Becoming Mothers of the Word

Becoming Mothers of the Word

Solemnity of the Nativity of the Lord  |  Br Andrew Brookes explains how we disciples of Jesus are to enflesh or mother the Word and bring forth Christ.

We celebrate today the Birthday of Jesus. God took human flesh and was born in Bethlehem because he wants to be conceived, born and made manifest in the flesh of every human being.

Christmas does not just mean that Mary is the mother of Christ, and Mother of God’s Word, but that each of us is called to enflesh God’s Word. All disciples are called to be mothers. Jesus said ‘Anyone who does the will of my Father is my mother and brother and sister (Mt 12:50).’ There is no distinction here between male and female disciples: we are each to be his mother.

The biological understanding of a mother at the time of Christ was that she receives and enfleshes the principle of life, normally the semen, that she received, further nurturing the child after giving birth. The core idea remains valid, even if we now know she contributes an ovum to what she receives.  Mary received not semen, but the Eternal Word of God which is the ultimate principle of all life. ‘Through the Word all things had being (Jn 1:2).’ Like her, we are all called to be mothers of Christ: to conceive, birth and manifest Christ to the world. We should not think of that in biological terms, though it truly involves human lives and flesh. As Jesus himself said when someone blessed the womb that bore him and the breasts that suckled him: ‘More blessed are they who hear the word of God and keep it (Lk 11:28).’

We should look to Mary’s spiritual qualities more than her biological relationship to Jesus if we want to learn from her how to conceive, birth and manifest Jesus.  Mary is the model par excellence of how we are to enflesh or mother the Word and bring forth Christ.

We are to conceive by daring to believe the Word can be received and actually enfleshed in us, in the mortal flesh of me and each of you. For nothing is impossible to God, however much we dismiss ourselves or how wretched we actually are. We are to give the Incarnate Word and all the words he spoke a warm welcome and fertile womb in which to grow by a radical and often renewed offering of all that we are and have to God. For behold, each of us is to be the servant of the Lord.  We are to obediently let every word of Christ be done to us by our full and prompt obedience to it. We are to keep believing that the Lord will fulfil his words to us, in good times and hard times. We are to magnify the Lord in praise, since praise opens us still more to God’s presence and action within us. We are to ponder and keep his word in our hearts, treasuring them with love, and turning them over so are minds are progressively illumined by their truth. We are to guard them from all who would snatch them, and even Christ himself, away from us or kill off their influence.  We are to accept the challenge and pain that following the Word involves. We are to urge others to obey him too.

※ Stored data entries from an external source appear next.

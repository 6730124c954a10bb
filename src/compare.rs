//! Golden comparison and advisory diff rendering.
//!
//! The pass/fail decision is plain equality of the normalized texts. The line diff
//! produced here is only for display and is bounded so reports stay readable.

use difference::{Changeset, Difference};
use serde::Serialize;

use crate::normalize::normalize;

/// Default cap on rendered diff lines.
pub const DEFAULT_MAX_DIFF_LINES: usize = 10;

/// Unchanged lines kept around each change.
const CONTEXT_LINES: usize = 1;

/// Result of one case.
#[derive(Debug, Clone, PartialEq, Eq, Serialize)]
#[serde(tag = "outcome", rename_all = "snake_case")]
pub enum Outcome {
    Pass,
    /// Normalized texts differ.
    Fail { expected: String, actual: String },
    /// Expected-output fixture is missing.
    Skip { reason: String },
    /// The subject or secondary stage could not be run, or a fixture could not be read.
    ExecutionError { message: String },
}

impl Outcome {
    pub fn label(&self) -> &'static str {
        match self {
            Outcome::Pass => "PASS",
            Outcome::Fail { .. } => "FAIL",
            Outcome::Skip { .. } => "SKIP",
            Outcome::ExecutionError { .. } => "ERROR",
        }
    }
}

/// Compares two texts after normalizing both.
pub fn compare(expected: &str, actual: &str) -> Outcome {
    let expected = normalize(expected);
    let actual = normalize(actual);
    if expected == actual {
        Outcome::Pass
    } else {
        Outcome::Fail { expected, actual }
    }
}

/// One rendered diff line.
#[derive(Debug, Clone, PartialEq, Eq, Serialize)]
#[serde(tag = "kind", content = "text", rename_all = "snake_case")]
pub enum DiffLine {
    Same(String),
    /// Present in expected, missing from actual.
    Removed(String),
    /// Present in actual, missing from expected.
    Added(String),
    /// Unchanged lines collapsed away from any change.
    Unchanged(usize),
    /// Lines cut by the cap.
    Elided(usize),
}

impl DiffLine {
    pub fn prefix(&self) -> &'static str {
        match self {
            DiffLine::Same(_) => " ",
            DiffLine::Removed(_) => "-",
            DiffLine::Added(_) => "+",
            DiffLine::Unchanged(_) | DiffLine::Elided(_) => "@",
        }
    }
}

impl std::fmt::Display for DiffLine {
    fn fmt(&self, f: &mut std::fmt::Formatter<'_>) -> std::fmt::Result {
        match self {
            DiffLine::Same(s) | DiffLine::Removed(s) | DiffLine::Added(s) => {
                write!(f, "{}{}", self.prefix(), s)
            }
            DiffLine::Unchanged(n) => write!(f, "... {n} unchanged line(s)"),
            DiffLine::Elided(n) => write!(f, "... {n} more line(s)"),
        }
    }
}

/// Line diff of `expected` against `actual`, at most `max_lines` content lines long.
///
/// Long unchanged runs are collapsed to [`CONTEXT_LINES`] on either side of a change.
/// When the cap is hit, a trailing [`DiffLine::Elided`] reports how many lines were cut.
pub fn line_diff(expected: &str, actual: &str, max_lines: usize) -> Vec<DiffLine> {
    let changeset = Changeset::new(expected, actual, "\n");
    let chunks = &changeset.diffs;
    let mut full = Vec::new();

    for (i, chunk) in chunks.iter().enumerate() {
        match chunk {
            Difference::Same(text) => {
                let lines: Vec<&str> = text.split('\n').collect();
                let keep_head = if i > 0 { CONTEXT_LINES } else { 0 };
                let keep_tail = if i + 1 < chunks.len() { CONTEXT_LINES } else { 0 };
                if lines.len() <= keep_head + keep_tail {
                    full.extend(lines.iter().map(|l| DiffLine::Same(l.to_string())));
                    continue;
                }
                full.extend(lines[..keep_head].iter().map(|l| DiffLine::Same(l.to_string())));
                full.push(DiffLine::Unchanged(lines.len() - keep_head - keep_tail));
                full.extend(
                    lines[lines.len() - keep_tail..]
                        .iter()
                        .map(|l| DiffLine::Same(l.to_string())),
                );
            }
            Difference::Rem(text) => {
                full.extend(text.split('\n').map(|l| DiffLine::Removed(l.to_string())));
            }
            Difference::Add(text) => {
                full.extend(text.split('\n').map(|l| DiffLine::Added(l.to_string())));
            }
        }
    }

    if full.len() <= max_lines {
        return full;
    }
    let hidden = full[max_lines..]
        .iter()
        .map(|line| match line {
            DiffLine::Unchanged(n) | DiffLine::Elided(n) => *n,
            _ => 1,
        })
        .sum();
    full.truncate(max_lines);
    full.push(DiffLine::Elided(hidden));
    full
}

All this will mean a life of grace has been conceived in us, and that faith, hope and love in and of the Word which is Christ are at work in us. We will be changed from within. Virtues will be born in us. Our moral thinking, our sense of justice and mercy, our self-control and our courage will all increase.  And our lives will birth and manifest good works pleasing to God and words that and speak of Christ to others, such that those who see us and hear us will see Christ. We may also help form Christ in others, offering them the Word of Life, forming them in Christ, helping them manifest him in their lives. This is a kind of mothering too.

Through it all the Word will continue to receive flesh and, more people will become children of God. Let us then contribute to this by learning from Mary to be mothers of Christ, and so celebrate Christmas not just today but throughout the whole year.


Photograph by Fr Lawrence Lew OP of a window in the Priory of Santa Sabina, headquarters of the Order of Preachers in Rome.


On behalf of the Dominican Friars in England and Scotland, the Editor of Torch would like to wish all our readers a joyous and holy Christmastide. 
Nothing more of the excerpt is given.